I'm not going to lie and say I'm not pleased that "Crash" won the oscar for best film. "Crash" was an excellent ensemble film dealing with so many relevant issues from racism to caring for an elderly parent to the seeming inhumanity of the health care system to children getting more love from their nannies than from their parents to human slavery to arab race relations.
It was an intense movie with some of the best realistic dialogue I've seen in a film in a long time, outside of anything David Mamet or Quentin Tarantino have done. I also liked that it was a relatively low budget film of $6.5 million that made $55 million at the box office. Now that's one heck of a return on investment.
"Crash" dealt with perhaps what some people say are mundane issues, but they are issues nonetheless that so universal to anyone living in America right now.
When I went to a Robert McKee seminar last year, the man himself even raved about how great the movie "Crash" was and one that we all needed to see.
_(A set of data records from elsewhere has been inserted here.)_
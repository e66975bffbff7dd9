//! Console output and the per-voter ballot dump artifact. Only this layer
//! converts lovelace into ADA; every ordering decision upstream stays in
//! integer arithmetic.

use crate::model::{Ballot, Lovelace, PoolId, TallyStats, LOVELACE_PER_ADA};
use crate::tally::RankedPool;
use colored::*;
use itertools::Itertools;
use serde::{Deserialize, Serialize};
use std::collections::BTreeMap;
use std::fs;
use std::path::Path;

#[derive(Debug, thiserror::Error)]
pub enum ReportError {
    #[error("failed to access ballot dump file: {0}")]
    Io(#[from] std::io::Error),
    #[error("failed to serialize ballot dump: {0}")]
    Json(#[from] serde_json::Error),
}

pub type Result<T> = std::result::Result<T, ReportError>;

/// Audit artifact: stake address -> [weight, first choice, second choice
/// (0 when absent), tx hash]. The `rank` command reproduces the ranking from
/// this file alone.
#[derive(Debug, Default, Serialize, Deserialize)]
pub struct BallotDump(pub BTreeMap<String, (Lovelace, PoolId, PoolId, String)>);

impl BallotDump {
    pub fn from_ballots(ballots: &[Ballot]) -> BallotDump {
        BallotDump(
            ballots
                .iter()
                .map(|b| {
                    (
                        b.voter.clone(),
                        (
                            b.weight,
                            b.first_choice,
                            b.second_choice.unwrap_or(0),
                            b.tx_hash.clone(),
                        ),
                    )
                })
                .collect(),
        )
    }

    pub fn into_ballots(self) -> Vec<Ballot> {
        self.0
            .into_iter()
            .map(|(voter, (weight, first, second, tx_hash))| Ballot {
                voter,
                weight,
                first_choice: first,
                second_choice: if second == 0 { None } else { Some(second) },
                tx_hash,
            })
            .collect()
    }

    pub fn write(&self, path: &Path) -> Result<()> {
        fs::write(path, serde_json::to_string(self)?)?;
        Ok(())
    }

    pub fn load(path: &Path) -> Result<BallotDump> {
        Ok(serde_json::from_str(&fs::read_to_string(path)?)?)
    }
}

/// Print the aggregate counters of one scan pass.
pub fn print_summary(stats: &TallyStats) {
    println!();
    println!(
        "{}: {} ₳",
        "Total".bright_white().bold(),
        group_thousands(to_ada(stats.total_weight)).bright_green()
    );
    println!(
        "{}: {}",
        "Votes 1".bright_white().bold(),
        stats.positive_ballots.to_string().bright_yellow()
    );
    println!(
        "{}: {}",
        "Votes 2".bright_white().bold(),
        stats.second_choice_ballots.to_string().bright_yellow()
    );
    println!(
        "{}: {}",
        "0₳ votes".bright_white().bold(),
        stats.zero_ballots.to_string().bright_yellow()
    );
    println!(
        "{}: {} votes for {} ₳",
        "Ambiguous votes".bright_white().bold(),
        stats.ambiguous_txs.to_string().bright_yellow(),
        group_thousands(to_ada(stats.ambiguous_weight))
    );
    if stats.negative_rewards > 0 {
        println!(
            "{}: {}",
            "Negative rewards clamped".bright_white().bold(),
            stats.negative_rewards.to_string().bright_yellow()
        );
    }
}

/// Print the ranking table, best first: display rank, ADA total at
/// elimination, positive-ballot count, label.
pub fn print_ranking(ranking: &[RankedPool]) {
    println!("\n{}:", "Ranking".bright_white().bold());
    for entry in ranking {
        println!(
            "{:>3}\t{:>12}\t{:>5}\t{}",
            entry.rank,
            group_thousands(to_ada(entry.weight)),
            entry.positive_ballots,
            entry.label
        );
    }
}

/// Lovelace to whole ADA, rounded. Display only.
fn to_ada(lovelace: Lovelace) -> i64 {
    (lovelace as f64 / LOVELACE_PER_ADA as f64).round() as i64
}

fn group_thousands(n: i64) -> String {
    let digits = n.abs().to_string();
    let grouped = digits
        .as_bytes()
        .rchunks(3)
        .rev()
        .map(|chunk| std::str::from_utf8(chunk).expect("decimal digits are ascii"))
        .join(",");
    if n < 0 {
        format!("-{}", grouped)
    } else {
        grouped
    }
}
This praise was coming from the same man who totally dissed "The English Patient" a year previously. Guess the guy really knows his movies. I wasn't even going to see "Crash" until Robert McKee recommended it. I don't think the movie was even marketed that well when it came out, and made the amount of money it did from people seeing the movie and telling their friends.
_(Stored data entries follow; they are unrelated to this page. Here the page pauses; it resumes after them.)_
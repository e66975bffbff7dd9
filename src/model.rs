//! Core value types shared by the extractor, the scanner and the tally engine.

pub type PoolId = u32;

/// Integer lovelace. Sums must cover total-supply scale, so ordering
/// decisions stay in exact 64-bit integer arithmetic; division into ADA
/// happens only at display time.
pub type Lovelace = i64;

pub const LOVELACE_PER_ADA: Lovelace = 1_000_000;

/// One preselected candidate transaction, ordered most recent first by the
/// ledger layer. Carries every ADA-only output value of the transaction,
/// not just the one that qualified it.
#[derive(Debug, Clone)]
pub struct VoteTx {
    pub tx_id: i64,
    /// Hex transaction hash, for diagnostics only.
    pub tx_hash: String,
    /// Ledger-internal stake address key, used for balance lookups.
    pub stake_addr_id: i64,
    /// Bech32 stake address, the voter identity for dedup and the dump.
    pub stake_addr: String,
    pub output_values: Vec<Lovelace>,
}

/// A decoded, accepted vote. Immutable once constructed.
#[derive(Debug, Clone, PartialEq, Eq)]
pub struct Ballot {
    pub voter: String,
    /// Stake before the vote epoch plus spendable rewards, never negative.
    /// Zero is a valid counted weight.
    pub weight: Lovelace,
    pub first_choice: PoolId,
    /// Absent when the encoded second choice was 0 or equal to the first.
    pub second_choice: Option<PoolId>,
    pub tx_hash: String,
}

/// Aggregate counters accumulated over one scan pass.
#[derive(Debug, Default, Clone, PartialEq, Eq)]
pub struct TallyStats {
    /// Accepted ballots with positive weight.
    pub positive_ballots: u64,
    /// Accepted ballots from empty wallets (weight 0).
    pub zero_ballots: u64,
    /// Accepted positive-weight ballots carrying a distinct second choice.
    pub second_choice_ballots: u64,
    /// Transactions discarded because more than one output decoded to a vote.
    pub ambiguous_txs: u64,
    pub ambiguous_weight: Lovelace,
    /// Sum of all accepted ballot weights.
    pub total_weight: Lovelace,
    /// Voters whose reported reward balance was negative and clamped to 0.
    pub negative_rewards: u64,
}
Not that "Brokeback Mountain" didn't cover a relevant subject, but "Crash" I think just covered more issues and did it in current day. And with the disgusting political correctness that is taking over everything from the coverage of the news to what people say, "Crash" was a like a big "F-U" to all of that, and said "you know what, this is how life really is and no change in vocabulary is going to change it unless we confront it and transform it through the medium of film."